Time To Defend A Championship

Time To Defend A Championship


Let’s not forget the two biggest names on the list: Kobe Bryant and Phil Jackson. For some, Kobe will never be regarded as the greatest of all-time, even if he does somehow win this series and winds up with more rings than Michael Jordan. But that’s not what’s at stake here- at least not at this point in his career. If Kobe fails to lead his team to victories in the final two games, there’s no way he will surpass Magic Johnson as the “Greatest Laker Ever” despite what Magic himself has to say about the matter.

Los Angeles Lakers guard Kobe Bryant puts up a shot as he is double-teamed by Boston Celtics forward Paul Pierce (34) and Kendrick Perkins (42) in the third quarter during Game 5 of the 2010 NBA Finals basketball series in Boston, Massachusetts June 13, 2010. REUTERS/Adam Hunger (UNITED STATES - Tags: SPORT BASKETBALL)

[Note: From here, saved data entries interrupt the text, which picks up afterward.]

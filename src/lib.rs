pub mod case;
pub mod checkpoint;
pub mod cli;
pub mod commands;
pub mod config;
pub mod directory;
pub mod driver;
pub mod ledger;
pub mod logger;
pub mod org_normalizer;
pub mod rate_limit;
pub mod rotator;
pub mod states;

pub use case::{Case, ScrapeStatus, SearchResult};
pub use checkpoint::{CheckpointState, CheckpointStore, WorkList};
pub use directory::{DirectoryClient, FailureClass, SearchError};
pub use driver::{BatchDriver, RunSummary};
pub use ledger::{DedupLedger, LedgerEntry};
pub use rotator::{IdentityRotator, RotateError};
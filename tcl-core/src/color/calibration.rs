//! Per-channel calibration parameters
//!
//! Every setter clamps into the allowed range, so a stored value is always
//! valid no matter what the potentiometers or the config file said.

/// Lowest black point
pub const MIN_BLACK_POINT: f32 = 0.0;
/// Highest black point
pub const MAX_BLACK_POINT: f32 = 0.5;
/// Lowest white point
pub const MIN_WHITE_POINT: f32 = 0.5;
/// Highest white point
pub const MAX_WHITE_POINT: f32 = 1.0;
/// Lowest gamma
pub const MIN_GAMMA: f32 = 1.0;
/// Highest gamma
pub const MAX_GAMMA: f32 = 10.0;
/// Gamma measured for the TCL strand
pub const DEFAULT_GAMMA: f32 = 3.6;

/// Color channel
#[derive(Debug, Clone, Copy, PartialEq, Eq, Default)]
#[cfg_attr(feature = "defmt", derive(defmt::Format))]
pub enum Channel {
    #[default]
    Red,
    Green,
    Blue,
}

impl Channel {
    /// All channels in wire order
    pub const ALL: [Channel; 3] = [Channel::Red, Channel::Green, Channel::Blue];

    /// Zero-based index (red = 0)
    pub const fn index(self) -> usize {
        match self {
            Channel::Red => 0,
            Channel::Green => 1,
            Channel::Blue => 2,
        }
    }

    /// Channel for an index, `None` when out of range
    pub const fn from_index(index: usize) -> Option<Self> {
        match index {
            0 => Some(Channel::Red),
            1 => Some(Channel::Green),
            2 => Some(Channel::Blue),
            _ => None,
        }
    }
}

/// Clamp that maps NaN to the lower bound
fn clamp(value: f32, low: f32, high: f32) -> f32 {
    if value.is_nan() {
        low
    } else {
        value.clamp(low, high)
    }
}

/// Calibration of a single channel
#[derive(Debug, Clone, Copy, PartialEq)]
#[cfg_attr(feature = "defmt", derive(defmt::Format))]
pub struct ChannelCalibration {
    min: f32,
    max: f32,
    gamma: f32,
}

impl Default for ChannelCalibration {
    fn default() -> Self {
        Self {
            min: MIN_BLACK_POINT,
            max: MAX_WHITE_POINT,
            gamma: DEFAULT_GAMMA,
        }
    }
}

impl ChannelCalibration {
    /// Create a calibration, clamping every value into range
    pub fn new(min: f32, max: f32, gamma: f32) -> Self {
        let mut calibration = Self::default();
        calibration.set_min(min);
        calibration.set_max(max);
        calibration.set_gamma(gamma);
        calibration
    }

    /// Black point
    pub fn min(&self) -> f32 {
        self.min
    }

    /// White point
    pub fn max(&self) -> f32 {
        self.max
    }

    /// Gamma exponent
    pub fn gamma(&self) -> f32 {
        self.gamma
    }

    /// Set the black point, clamped to `[0, 0.5]`
    pub fn set_min(&mut self, min: f32) {
        self.min = clamp(min, MIN_BLACK_POINT, MAX_BLACK_POINT);
    }

    /// Set the white point, clamped to `[0.5, 1]`
    pub fn set_max(&mut self, max: f32) {
        self.max = clamp(max, MIN_WHITE_POINT, MAX_WHITE_POINT);
    }

    /// Set the gamma, clamped to `[1, 10]`
    pub fn set_gamma(&mut self, gamma: f32) {
        self.gamma = clamp(gamma, MIN_GAMMA, MAX_GAMMA);
    }
}

/// Calibration of all three channels
#[derive(Debug, Clone, Copy, PartialEq, Default)]
#[cfg_attr(feature = "defmt", derive(defmt::Format))]
pub struct CalibrationParameters {
    channels: [ChannelCalibration; 3],
}

impl CalibrationParameters {
    /// Same calibration on every channel
    pub const fn uniform(calibration: ChannelCalibration) -> Self {
        Self {
            channels: [calibration; 3],
        }
    }

    /// Calibration of one channel
    pub fn get(&self, channel: Channel) -> &ChannelCalibration {
        &self.channels[channel.index()]
    }

    /// Mutable calibration of one channel
    pub fn get_mut(&mut self, channel: Channel) -> &mut ChannelCalibration {
        &mut self.channels[channel.index()]
    }

    /// Replace the calibration of one channel
    pub fn set(&mut self, channel: Channel, calibration: ChannelCalibration) {
        self.channels[channel.index()] = calibration;
    }

    /// Gammas in channel order
    pub fn gammas(&self) -> [f32; 3] {
        self.channels.map(|c| c.gamma)
    }

    /// Black points in channel order
    pub fn mins(&self) -> [f32; 3] {
        self.channels.map(|c| c.min)
    }

    /// White points in channel order
    pub fn maxs(&self) -> [f32; 3] {
        self.channels.map(|c| c.max)
    }
}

What made Magic an all-time great was his ability to elevate his game on the biggest stage, along with his ability to make the players around him better. While I’ve forgotten every locker combination I’ve ever had, the numbers 42-15-7-3 (Magic’s stat line for Game 6 of the 1980 NBA Finals as the starting center in his rookie season) are forever ingrained in my memory. Magic’s Lakers teams also beat Boston twice in the NBA Finals – the only two times the Lakers have ever beat the Celtics on such occasion. If Kobe loses again, he will be 0-2 against Boston in the NBA Finals and it’s highly improbable that he’ll get another opportunity to play them again – especially with each member of the Big 3 drawing another year closer to retirement.

If Phil Jackson loses, it’s definitely not going to tarnish his reputation, but there will be small dents and scratches to otherwise sparkling and masterful coaching mantle. He’s already won more NBA titles than any coach in the history of the league and it’s hard to picture his record being broken anytime soon, if ever. But the Zen-master, regarded for his ability to get the most out of his players, will have to face questions about Ron Artest’s inability to fit in, Lamar Odom’s uneven performances, and the perception that his second-best player is “soft.”

All these things will be compounded and magnified if Phil Jackson cannot figure out a way to beat Boston. It’s also fair to consider that if the Lakers don’t win the title, does Phil Jackson really want to be encumbered with so many inconveniences for another season? Furthermore, don’t be surprised when a lot of pundits will come to the conclusion that Doc Rivers has out-coached Phil Jackson, and not for the first-time in a championship series. It’s like saying Paul Pierce is a better player than Kobe Bryant. It might not be true but at least in these series, the results speak for themselves.